Exercise aim: Go through the lines below and tally those containing the string "clamp". Respond with the number only.

Exercise data:
//! Error types for the readout extraction engine.

use thiserror::Error;

/// Primary error type for extraction operations.
///
/// Only [`ExtractError::Open`] is fatal to a run. Everything below the
/// document level is converted into page-local or item-local fallback
/// behavior by the driver and pipeline (see the module docs on
/// [`crate::pipeline`]).
#[derive(Error, Debug)]
pub enum ExtractError {
    #[error("cannot open document: {0}")]
    Open(String),

    #[error("cannot read page {page}: {msg}")]
    Page { page: usize, msg: String },

    #[error("image did not resolve: {0}")]
    ImageResolve(String),

    #[error("ocr failed: {0}")]
    Ocr(String),

    #[error("render failed: {0}")]
    Render(String),

    #[error("io error: {0}")]
    Io(#[from] std::io::Error),
}

/// Convenience Result type alias for ExtractError.
pub type Result<T> = std::result::Result<T, ExtractError>;
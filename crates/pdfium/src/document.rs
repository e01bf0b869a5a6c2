//! Document and page adapters over `pdfium-render`.

use std::io::Cursor;

use image::ImageFormat;
use pdfium_render::prelude::*;

use readout_core::{
    Block, BlockContent, DocumentSource, ExtractError, ImagePayload, ImageRef, PageSource, Rect,
    ResolvedImage, Result, TextCell,
};

/// An open PDF document.
pub struct PdfiumDocument<'a> {
    document: PdfDocument<'a>,
}

impl<'a> PdfiumDocument<'a> {
    pub(crate) fn new(document: PdfDocument<'a>) -> Self {
        Self { document }
    }
}

impl<'a> DocumentSource for PdfiumDocument<'a> {
    type Page<'b>
        = PdfiumPage<'b, 'a>
    where
        Self: 'b;

    fn page_count(&self) -> usize {
        usize::from(self.document.pages().len())
    }

    fn load_page(&self, index: usize) -> Result<PdfiumPage<'_, 'a>> {
        let page = self
            .document
            .pages()
            .get(index as u16)
            .map_err(|e| ExtractError::Page {
                page: index,
                msg: e.to_string(),
            })?;
        let height = page.height().value as f64;
        let width = page.width().value as f64;
        Ok(PdfiumPage {
            page,
            document: &self.document,
            width,
            height,
        })
    }
}

/// One page of the content model.
pub struct PdfiumPage<'r, 'a> {
    page: PdfPage<'a>,
    document: &'r PdfDocument<'a>,
    width: f64,
    height: f64,
}

impl PdfiumPage<'_, '_> {
    /// Convert PDFium's bottom-left-origin extents to the engine's
    /// top-left origin.
    fn to_top_left(&self, left: f64, bottom: f64, right: f64, top: f64) -> Rect {
        Rect::new(left, self.height - top, right, self.height - bottom)
    }
}

impl PageSource for PdfiumPage<'_, '_> {
    fn content_blocks(&self) -> Result<Vec<Block>> {
        let text = self.page.text().map_err(|e| ExtractError::Page {
            page: 0,
            msg: format!("text unavailable: {e}"),
        })?;

        let mut blocks = Vec::new();

        // Each text segment is one block: a single line-group with a
        // single span. Bounding boxes pass through unmodified.
        for segment in text.segments().iter() {
            let bounds = segment.bounds();
            let rect = self.to_top_left(
                bounds.left().value as f64,
                bounds.bottom().value as f64,
                bounds.right().value as f64,
                bounds.top().value as f64,
            );
            blocks.push(Block {
                rect,
                content: BlockContent::Text(vec![vec![segment.text()]]),
            });
        }

        for (index, object) in self.page.objects().iter().enumerate() {
            if object.object_type() != PdfPageObjectType::Image {
                continue;
            }
            let Ok(bounds) = object.bounds() else {
                tracing::warn!(index, "image object without bounds, skipped");
                continue;
            };
            let rect = self.to_top_left(
                bounds.left().value as f64,
                bounds.bottom().value as f64,
                bounds.right().value as f64,
                bounds.top().value as f64,
            );
            // An image object we cannot address as an image degrades
            // to a drawing block and gets rasterized instead.
            let content = if object.as_image_object().is_some() {
                BlockContent::Image(ImagePayload::Reference(ImageRef(index as u32)))
            } else {
                BlockContent::Drawing
            };
            blocks.push(Block { rect, content });
        }

        Ok(blocks)
    }

    fn text_cells(&self) -> Result<Vec<TextCell>> {
        let text = self.page.text().map_err(|e| ExtractError::Page {
            page: 0,
            msg: format!("text unavailable: {e}"),
        })?;

        let mut cells = Vec::new();
        for segment in text.segments().iter() {
            let content = segment.text();
            let content = content.trim();
            if content.is_empty() {
                continue;
            }
            let bounds = segment.bounds();
            cells.push(TextCell {
                rect: self.to_top_left(
                    bounds.left().value as f64,
                    bounds.bottom().value as f64,
                    bounds.right().value as f64,
                    bounds.top().value as f64,
                ),
                text: content.to_string(),
            });
        }
        Ok(cells)
    }

    fn resolve_image(&self, image: &ImageRef) -> Result<ResolvedImage> {
        let object = self
            .page
            .objects()
            .iter()
            .nth(image.0 as usize)
            .ok_or_else(|| ExtractError::ImageResolve(format!("no object {}", image.0)))?;
        let image_object = object
            .as_image_object()
            .ok_or_else(|| ExtractError::ImageResolve(format!("object {} is not an image", image.0)))?;
        let decoded = image_object
            .get_processed_image(self.document)
            .map_err(|e| ExtractError::ImageResolve(e.to_string()))?;

        // PDFium decodes to pixels, so resolved images are always
        // re-encoded as PNG.
        let mut bytes = Vec::new();
        decoded
            .write_to(&mut Cursor::new(&mut bytes), ImageFormat::Png)
            .map_err(|e| ExtractError::ImageResolve(format!("png encode: {e}")))?;
        Ok(ResolvedImage {
            bytes,
            ext: "png".to_string(),
        })
    }

    fn render_region(&self, rect: Rect, zoom: f64) -> Result<Vec<u8>> {
        let pixel_width = (self.width * zoom).round().max(1.0) as i32;
        let pixel_height = (self.height * zoom).round().max(1.0) as i32;

        let bitmap = self
            .page
            .render_with_config(
                &PdfRenderConfig::new()
                    .set_target_width(pixel_width)
                    .set_target_height(pixel_height),
            )
            .map_err(|e| ExtractError::Render(e.to_string()))?;
        let rendered = bitmap.as_image();

        // The rendered bitmap is already top-left origin, matching
        // the engine's rect space; clip in scaled pixel coordinates.
        let x = ((rect.x0 * zoom).floor().max(0.0) as u32).min(rendered.width().saturating_sub(1));
        let y = ((rect.y0 * zoom).floor().max(0.0) as u32).min(rendered.height().saturating_sub(1));
        let w = ((rect.width() * zoom).round() as u32)
            .clamp(1, rendered.width() - x);
        let h = ((rect.height() * zoom).round() as u32)
            .clamp(1, rendered.height() - y);
        let clipped = rendered.crop_imm(x, y, w, h);

        let mut bytes = Vec::new();
        clipped
            .write_to(&mut Cursor::new(&mut bytes), ImageFormat::Png)
            .map_err(|e| ExtractError::Render(format!("png encode: {e}")))?;
        Ok(bytes)
    }
}
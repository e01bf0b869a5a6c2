//! OCR engine bindings.
//!
//! Tesseract (via `leptess`) is optional because it needs the native
//! tesseract and leptonica libraries at build time. Without the
//! `tesseract` feature the [`DisabledOcr`] engine fails every call,
//! which the pipeline's marker-line policy turns into visible
//! `[... OCR FAILED]` gaps rather than silently missing text.

use readout_core::{ExtractError, OcrEngine, Result};

/// Tesseract-backed OCR over encoded image bytes.
#[cfg(feature = "tesseract")]
pub struct TesseractOcr {
    language: String,
}

#[cfg(feature = "tesseract")]
impl TesseractOcr {
    pub fn new() -> Self {
        Self::with_language("eng")
    }

    pub fn with_language(language: &str) -> Self {
        Self {
            language: language.to_string(),
        }
    }
}

#[cfg(feature = "tesseract")]
impl Default for TesseractOcr {
    fn default() -> Self {
        Self::new()
    }
}

#[cfg(feature = "tesseract")]
impl OcrEngine for TesseractOcr {
    fn ocr(&self, image: &[u8]) -> Result<String> {
        let mut engine = leptess::LepTess::new(None, &self.language)
            .map_err(|e| ExtractError::Ocr(format!("tesseract init: {e}")))?;
        // leptess expects encoded image data and decodes it itself.
        engine
            .set_image_from_mem(image)
            .map_err(|e| ExtractError::Ocr(format!("set image: {e}")))?;
        let text = engine
            .get_utf8_text()
            .map_err(|e| ExtractError::Ocr(format!("recognize: {e}")))?;
        Ok(text.trim().to_string())
    }
}

/// Stand-in engine used when OCR support is not compiled in.
#[derive(Clone, Copy, Debug, Default)]
pub struct DisabledOcr;

impl OcrEngine for DisabledOcr {
    fn ocr(&self, _image: &[u8]) -> Result<String> {
        Err(ExtractError::Ocr(
            "ocr support not compiled in (enable the tesseract feature)".to_string(),
        ))
    }
}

Written solution: 2